Desempenho do Setor de Consumo
De acordo com dados da Wells Fargo, o Índice de Consumo de Produtos Básicos subiu 6,6% até o momento no ano, superando o S&P 500 em mais de 500 pontos base. Este desempenho marca a melhor performance relativa do setor em relação ao benchmark no início de um ano, em pelo menos 25 anos.
Análise da Rally
Os analistas da Wells Fargo afirmam que a alta reflete mais do que uma simples fuga de segurança a curto prazo. A recessão observada entre 2023 e 2025 para o setor foi "fundamentalmente impulsionada", com os desafios identificáveis, como custos elevados de insumos, mudanças no comportamento do consumidor e pressão sobre os volumes. À medida que nos aproximamos de 2026, essas forças estão começando a diminuir, criando um cenário propício para uma recuperação mais consistente, caso a taxa de melhoria continue.
Expectativas Futuras
"A taxa de mudança parece mais favorável à frente," destacou o banco. "As avaliações estão relativamente baixas. O movimento pode se sustentar enquanto a ‘taxa de mudança’ se mantiver. Fevereiro é um mês-chave."
Setores de Interesse
A Wells Fargo destacou os segmentos de cuidados pessoais e domésticos como áreas de interesse, mas mencionou que é necessário evidências mais claras de dados em melhoria, à medida que as comparações ano a ano se tornam mais favoráveis. Dentro deste segmento, o banco tem classificações de sobrepeso para as empresas Church & Dwight, Procter & Gamble e Edgewell Personal Care.

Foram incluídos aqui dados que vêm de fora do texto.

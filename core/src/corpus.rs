//! Reading question/answer pairs from JSON and JSONL files.
//!
//! This is the only module that touches the filesystem; the engine itself
//! works on an in-memory list of pairs.

use crate::error::CorpusError;
use serde::{Deserialize, Serialize};
use std::fs::File;
use std::io::{BufRead, BufReader, Read};
use std::path::{Path, PathBuf};
use walkdir::WalkDir;

#[derive(Debug, Clone, PartialEq, Eq, Serialize, Deserialize)]
pub struct FaqEntry {
    pub question: String,
    pub answer: String,
}

impl From<FaqEntry> for (String, String) {
    fn from(e: FaqEntry) -> Self {
        (e.question, e.answer)
    }
}

/// Load entries from a `.json`/`.jsonl` file, or every such file under a
/// directory (sorted by path, symlinks followed). Order within the input is
/// preserved. Entries the walk cannot read are logged and skipped.
pub fn load_corpus<P: AsRef<Path>>(path: P) -> Result<Vec<FaqEntry>, CorpusError> {
    let path = path.as_ref();
    let mut files: Vec<PathBuf> = Vec::new();
    if path.is_dir() {
        for entry in WalkDir::new(path).follow_links(true).sort_by_file_name() {
            let entry = match entry {
                Ok(entry) => entry,
                Err(err) => {
                    tracing::warn!(error = %err, "skipping unreadable corpus entry");
                    continue;
                }
            };
            let p = entry.path();
            if p.is_file() && corpus_extension(p).is_some() {
                files.push(p.to_path_buf());
            }
        }
    } else if path.is_file() {
        files.push(path.to_path_buf());
    }
    if files.is_empty() {
        return Err(CorpusError::NoInput(path.to_path_buf()));
    }

    let mut entries = Vec::new();
    for file in files {
        let reader = BufReader::new(File::open(&file)?);
        let name = file.display().to_string();
        let mut parsed = match corpus_extension(&file) {
            Some("jsonl") => parse_jsonl(reader, &name)?,
            _ => parse_json(reader, &name)?,
        };
        tracing::debug!(file = %name, entries = parsed.len(), "read corpus file");
        entries.append(&mut parsed);
    }
    tracing::info!(entries = entries.len(), path = %path.display(), "loaded corpus");
    Ok(entries)
}

fn corpus_extension(p: &Path) -> Option<&str> {
    p.extension().and_then(|s| s.to_str()).filter(|ext| matches!(*ext, "json" | "jsonl"))
}

/// One JSON object per line; blank lines are skipped.
pub fn parse_jsonl<R: BufRead>(reader: R, name: &str) -> Result<Vec<FaqEntry>, CorpusError> {
    let mut entries = Vec::new();
    for (lineno, line) in reader.lines().enumerate() {
        let line = line?;
        if line.trim().is_empty() {
            continue;
        }
        let entry: FaqEntry = serde_json::from_str(&line)
            .map_err(|source| CorpusError::Json { path: format!("{name}:{}", lineno + 1), source })?;
        entries.push(entry);
    }
    Ok(entries)
}

/// A JSON array of objects, or a single object.
pub fn parse_json<R: Read>(reader: R, name: &str) -> Result<Vec<FaqEntry>, CorpusError> {
    let json_err = |source| CorpusError::Json { path: name.to_string(), source };
    let json: serde_json::Value = serde_json::from_reader(reader).map_err(json_err)?;
    match json {
        serde_json::Value::Array(arr) => arr
            .into_iter()
            .map(|v| serde_json::from_value(v).map_err(json_err))
            .collect(),
        serde_json::Value::Object(_) => Ok(vec![serde_json::from_value(json).map_err(json_err)?]),
        _ => {
            tracing::warn!(file = name, "corpus file is neither an array nor an object; skipping");
            Ok(Vec::new())
        }
    }
}

#[cfg(test)]
mod tests {
    use super::*;
    use std::io::Cursor;

    #[test]
    fn jsonl_skips_blank_lines_and_ignores_extra_fields() {
        let data = "{\"question\":\"Q1\",\"answer\":\"A1\",\"id\":7}\n\n{\"question\":\"Q2\",\"answer\":\"A2\"}\n";
        let entries = parse_jsonl(Cursor::new(data), "mem").unwrap();
        assert_eq!(entries.len(), 2);
        assert_eq!(entries[1], FaqEntry { question: "Q2".into(), answer: "A2".into() });
    }

    #[test]
    fn jsonl_reports_line_of_bad_record() {
        let data = "{\"question\":\"Q1\",\"answer\":\"A1\"}\n{\"question\":\"Q2\"}\n";
        match parse_jsonl(Cursor::new(data), "mem") {
            Err(CorpusError::Json { path, .. }) => assert_eq!(path, "mem:2"),
            other => panic!("unexpected {other:?}"),
        }
    }

    #[test]
    fn json_accepts_array_or_object() {
        let arr = r#"[{"question":"a","answer":"b"},{"question":"c","answer":"d"}]"#;
        assert_eq!(parse_json(Cursor::new(arr), "mem").unwrap().len(), 2);
        let obj = r#"{"question":"a","answer":"b"}"#;
        assert_eq!(parse_json(Cursor::new(obj), "mem").unwrap().len(), 1);
        assert!(parse_json(Cursor::new("42"), "mem").unwrap().is_empty());
    }
}
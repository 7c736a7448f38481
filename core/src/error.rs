use std::path::PathBuf;
use thiserror::Error;

/// Failures that stop an engine from being built.
///
/// Per-query problems (empty text, unknown words) are never errors; they
/// resolve to a rejected [`crate::MatchResult`] instead.
#[derive(Debug, Clone, PartialEq, Eq, Error)]
pub enum MatchError {
    #[error("corpus contains no documents")]
    EmptyCorpus,
    #[error("every document normalizes to an empty term set; vocabulary would be empty")]
    DegenerateVocabulary,
    #[error("invalid configuration: {0}")]
    InvalidConfiguration(String),
}

/// Failures while reading question/answer pairs from disk.
#[derive(Debug, Error)]
pub enum CorpusError {
    #[error("failed to read corpus: {0}")]
    Io(#[from] std::io::Error),
    #[error("malformed JSON in {path}: {source}")]
    Json {
        path: String,
        #[source]
        source: serde_json::Error,
    },
    #[error("no .json or .jsonl input found at {}", .0.display())]
    NoInput(PathBuf),
}
use crate::config::NgramRange;
use crate::error::MatchError;
use serde::{Deserialize, Serialize};
use std::collections::{BTreeMap, HashMap, HashSet};

pub type TermId = u32;
pub type DocId = u32;

/// One question/answer pair. `id` is the position in the corpus.
#[derive(Debug, Clone, PartialEq, Serialize, Deserialize)]
pub struct Document {
    pub id: DocId,
    pub question: String,
    pub answer: String,
    pub tokens: Vec<String>,
}

#[derive(Debug, Clone, Copy, PartialEq, Serialize, Deserialize)]
pub struct Weight {
    pub term_id: TermId,
    pub weight: f32, // normalized tf-idf weight
}

/// Sparse vector over the vocabulary, entries sorted by term id.
/// An empty vector is the zero vector.
#[derive(Debug, Clone, Default, PartialEq, Serialize, Deserialize)]
pub struct SparseVector {
    entries: Vec<Weight>,
}

impl SparseVector {
    /// Build from raw counts, weighting by idf and scaling to unit length.
    pub(crate) fn from_counts(counts: BTreeMap<TermId, u32>, vocabulary: &Vocabulary) -> Self {
        let mut entries: Vec<Weight> = counts
            .into_iter()
            .map(|(term_id, tf)| Weight { term_id, weight: tf as f32 * vocabulary.idf(term_id) })
            .collect();
        let norm = entries.iter().map(|w| w.weight * w.weight).sum::<f32>().sqrt();
        if norm > 0.0 {
            for w in entries.iter_mut() {
                w.weight /= norm;
            }
        } else {
            entries.clear();
        }
        Self { entries }
    }

    pub fn entries(&self) -> &[Weight] {
        &self.entries
    }

    pub fn is_zero(&self) -> bool {
        self.entries.is_empty()
    }

    pub fn norm(&self) -> f32 {
        self.entries.iter().map(|w| w.weight * w.weight).sum::<f32>().sqrt()
    }

    /// Dense form of length `dims`.
    pub fn to_dense(&self, dims: usize) -> Vec<f32> {
        let mut out = vec![0.0; dims];
        for w in &self.entries {
            if let Some(slot) = out.get_mut(w.term_id as usize) {
                *slot = w.weight;
            }
        }
        out
    }

    /// Dot product by merging the two sorted entry lists.
    pub fn dot(&self, other: &SparseVector) -> f32 {
        let (a, b) = (&self.entries, &other.entries);
        let (mut i, mut j) = (0, 0);
        let mut sum = 0.0f32;
        while i < a.len() && j < b.len() {
            match a[i].term_id.cmp(&b[j].term_id) {
                std::cmp::Ordering::Less => i += 1,
                std::cmp::Ordering::Greater => j += 1,
                std::cmp::Ordering::Equal => {
                    sum += a[i].weight * b[j].weight;
                    i += 1;
                    j += 1;
                }
            }
        }
        sum
    }
}

/// Term dictionary with document frequencies and smoothed idf weights.
#[derive(Debug, Clone, Serialize, Deserialize)]
pub struct Vocabulary {
    pub dictionary: HashMap<String, TermId>,
    pub terms: Vec<String>,
    pub df: Vec<u32>,
    pub idf: Vec<f32>,
    pub ngram_range: NgramRange,
    pub num_docs: u32,
}

impl Vocabulary {
    pub fn get(&self, term: &str) -> Option<TermId> {
        self.dictionary.get(term).copied()
    }

    pub fn term(&self, term_id: TermId) -> Option<&str> {
        self.terms.get(term_id as usize).map(String::as_str)
    }

    pub fn idf(&self, term_id: TermId) -> f32 {
        self.idf.get(term_id as usize).copied().unwrap_or(0.0)
    }

    pub fn len(&self) -> usize {
        self.terms.len()
    }

    pub fn is_empty(&self) -> bool {
        self.terms.is_empty()
    }

    /// Count the in-vocabulary n-grams of `tokens`; unknown n-grams are dropped.
    pub(crate) fn count_terms(&self, tokens: &[String]) -> BTreeMap<TermId, u32> {
        let mut counts = BTreeMap::new();
        for gram in ngrams(tokens, self.ngram_range) {
            if let Some(tid) = self.get(&gram) {
                *counts.entry(tid).or_insert(0) += 1;
            }
        }
        counts
    }
}

/// One unit-length row per document, indexed by `DocId`.
#[derive(Debug, Clone, Default, Serialize, Deserialize)]
pub struct WeightMatrix {
    pub rows: Vec<SparseVector>,
}

impl WeightMatrix {
    pub fn row(&self, doc_id: DocId) -> Option<&SparseVector> {
        self.rows.get(doc_id as usize)
    }

    pub fn num_docs(&self) -> usize {
        self.rows.len()
    }
}

/// Contiguous n-grams of every length in `range`, shortest first, joined by a space.
pub fn ngrams(tokens: &[String], range: NgramRange) -> Vec<String> {
    let mut out = Vec::new();
    for n in range.min_n..=range.max_n {
        if n == 0 || n > tokens.len() {
            continue;
        }
        out.extend(tokens.windows(n).map(|w| w.join(" ")));
    }
    out
}

/// Smoothed idf: `ln((1 + N) / (1 + df)) + 1`, always positive.
pub fn smoothed_idf(num_docs: u32, df: u32) -> f32 {
    ((1.0 + num_docs as f64) / (1.0 + df as f64)).ln() as f32 + 1.0
}

/// Build the vocabulary and the tf-idf weight matrix from normalized documents.
pub fn build(documents: &[Document], max_features: usize, ngram_range: NgramRange) -> Result<(Vocabulary, WeightMatrix), MatchError> {
    if documents.is_empty() {
        return Err(MatchError::EmptyCorpus);
    }
    if documents.iter().all(|d| d.tokens.is_empty()) {
        return Err(MatchError::DegenerateVocabulary);
    }

    // Candidate terms in first-seen order with their document frequency
    let mut candidates: Vec<(String, u32)> = Vec::new();
    let mut candidate_ids: HashMap<String, usize> = HashMap::new();
    for doc in documents {
        let mut seen_in_doc: HashSet<usize> = HashSet::new();
        for gram in ngrams(&doc.tokens, ngram_range) {
            let idx = match candidate_ids.get(&gram) {
                Some(&idx) => idx,
                None => {
                    let idx = candidates.len();
                    candidate_ids.insert(gram.clone(), idx);
                    candidates.push((gram, 0));
                    idx
                }
            };
            if seen_in_doc.insert(idx) {
                candidates[idx].1 += 1;
            }
        }
    }
    if candidates.is_empty() {
        return Err(MatchError::DegenerateVocabulary);
    }

    // Highest df first; the stable sort keeps first-seen order among equals.
    let mut ranked: Vec<usize> = (0..candidates.len()).collect();
    ranked.sort_by(|a, b| candidates[*b].1.cmp(&candidates[*a].1));
    ranked.truncate(max_features);

    let num_docs = documents.len() as u32;
    let mut dictionary = HashMap::with_capacity(ranked.len());
    let mut terms = Vec::with_capacity(ranked.len());
    let mut df = Vec::with_capacity(ranked.len());
    let mut idf = Vec::with_capacity(ranked.len());
    for (term_id, idx) in ranked.into_iter().enumerate() {
        let (term, df_t) = &candidates[idx];
        dictionary.insert(term.clone(), term_id as TermId);
        terms.push(term.clone());
        df.push(*df_t);
        idf.push(smoothed_idf(num_docs, *df_t));
    }
    let vocabulary = Vocabulary { dictionary, terms, df, idf, ngram_range, num_docs };

    let rows = documents
        .iter()
        .map(|doc| SparseVector::from_counts(vocabulary.count_terms(&doc.tokens), &vocabulary))
        .collect();
    let matrix = WeightMatrix { rows };

    tracing::info!(num_docs, num_terms = vocabulary.len(), "built tf-idf index");
    Ok((vocabulary, matrix))
}

#[cfg(test)]
mod tests {
    use super::*;

    fn doc(id: DocId, tokens: &[&str]) -> Document {
        Document {
            id,
            question: tokens.join(" "),
            answer: format!("answer {id}"),
            tokens: tokens.iter().map(|t| t.to_string()).collect(),
        }
    }

    #[test]
    fn ngrams_cover_the_window() {
        let toks: Vec<String> = ["a", "b", "c"].iter().map(|s| s.to_string()).collect();
        assert_eq!(ngrams(&toks, NgramRange::new(1, 2)), vec!["a", "b", "c", "a b", "b c"]);
        assert_eq!(ngrams(&toks, NgramRange::new(3, 5)), vec!["a b c"]);
        assert!(ngrams(&[], NgramRange::new(1, 2)).is_empty());
    }

    #[test]
    fn idf_is_smoothed_and_positive() {
        assert!((smoothed_idf(2, 2) - 1.0).abs() < 1e-6);
        assert!((smoothed_idf(2, 1) - ((1.5f64).ln() as f32 + 1.0)).abs() < 1e-6);
        assert!(smoothed_idf(0, 0) > 0.0);
    }

    #[test]
    fn rows_are_unit_length() {
        let docs = vec![doc(0, &["return", "item"]), doc(1, &["payment", "methods", "accepted"]), doc(2, &["return", "policy"])];
        let (vocab, matrix) = build(&docs, 1000, NgramRange::new(1, 2)).unwrap();
        assert_eq!(matrix.num_docs(), 3);
        for row in &matrix.rows {
            assert!((row.norm() - 1.0).abs() < 1e-5);
        }
        // "return" is the only term found in two documents, so it ranks first
        assert_eq!(vocab.get("return"), Some(0));
        assert_eq!(vocab.df[0], 2);
        assert!(vocab.get("return item").is_some());
    }

    #[test]
    fn feature_cap_keeps_highest_df_then_first_seen() {
        let docs = vec![doc(0, &["alpha", "beta"]), doc(1, &["gamma", "beta"]), doc(2, &["delta"])];
        let (vocab, matrix) = build(&docs, 2, NgramRange::new(1, 1)).unwrap();
        assert_eq!(vocab.terms, vec!["beta", "alpha"]);
        // doc 2 shares nothing with the capped vocabulary
        assert!(matrix.rows[2].is_zero());
    }

    #[test]
    fn empty_and_degenerate_corpora_fail() {
        assert_eq!(build(&[], 10, NgramRange::new(1, 2)).unwrap_err(), MatchError::EmptyCorpus);
        let docs = vec![doc(0, &[]), doc(1, &[])];
        assert_eq!(build(&docs, 10, NgramRange::new(1, 2)).unwrap_err(), MatchError::DegenerateVocabulary);
        // tokens exist but no document is long enough for the window
        let docs = vec![doc(0, &["solo"])];
        assert_eq!(build(&docs, 10, NgramRange::new(2, 2)).unwrap_err(), MatchError::DegenerateVocabulary);
    }

    #[test]
    fn sparse_dot_matches_dense() {
        let docs = vec![doc(0, &["a", "b", "c"]), doc(1, &["b", "c", "d"])];
        let (vocab, matrix) = build(&docs, 100, NgramRange::new(1, 2)).unwrap();
        let (r0, r1) = (&matrix.rows[0], &matrix.rows[1]);
        let dense: f32 = r0.to_dense(vocab.len()).iter().zip(r1.to_dense(vocab.len())).map(|(x, y)| x * y).sum();
        assert!((r0.dot(r1) - dense).abs() < 1e-6);
    }
}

Perspectivas para o Setor de Bebidas
Os estoques de bebidas são esperados para mostrar um acompanhamento mais sustentado ao longo do verão, com as marcas de cerveja — especialmente Constellation Brands e Anheuser-Busch InBev — sendo destacadas como as oportunidades de recuperação mais atraentes, segundo a análise da firma.